PIC 11 INAUGURATION OF NAICOM NEW HEAD OFFICE 2The National Insurance Commission (NAICOM) on Saturday urged the three tiers of government to consider insurance cover for citizens against natural disasters and terrorism.

A NAICOM Official, Dr Sam Onyeka, made the call in a paper entitled: “Insurance Regulations as Catalysts for Market Development: Lessons for Media”.

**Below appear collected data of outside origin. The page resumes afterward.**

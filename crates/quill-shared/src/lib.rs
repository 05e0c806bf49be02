//! # Quill Shared
//!
//! Wire shapes shared by the services and the HTTP adapter: request DTOs,
//! response views and the response envelope.

pub mod dto;
pub mod response;
pub mod validation;

pub use response::{ApiResponse, PageResponse};
pub use validation::{Validate, ValidationErrors};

Onyeka presented the paper at the 2014 NAICOM Seminar for Insurance Correspondents.

The event held in Uyo.

According to him, risks from natural disasters such as flooding and activities of terrorists, among others, are considered high level risks not covered by insurance.

He said that insurance companies did not have the capacity to cover those risks, urging that governments should make provisions for them.

“Most people affected in situations of natural disasters such as flooding and terrorism attacks are the vulnerable in the society.

“To ensure that money is pooled together for such, the federal, state and local governments should make provisions to pay insurance premium to cover them.

“This way, insurance companies will take responsibility of ensuring that victims of such disasters are properly provided for,” he said.

Onyeka explained that providing insurance premium for such would relieve governments of the burden of making emergency provisions from scarce resources anytime natural disasters would occur.

Mr Babajide Oniwinde, also a NAICOM official, called for massive awareness about insurance to ensure that members of the public would understand why they should buy insurance cover.

In a paper entitled: “Financial Literacy and Insurance Education: Issues and Challenges – Role of the Media,” Oniwinde said that journalists had a lot of work to do in this regard.

He said that the commission had focused attention on creating such awareness through its school outreach, mass sensitisation, public enlightenment and by supporting training for teachers and journalists.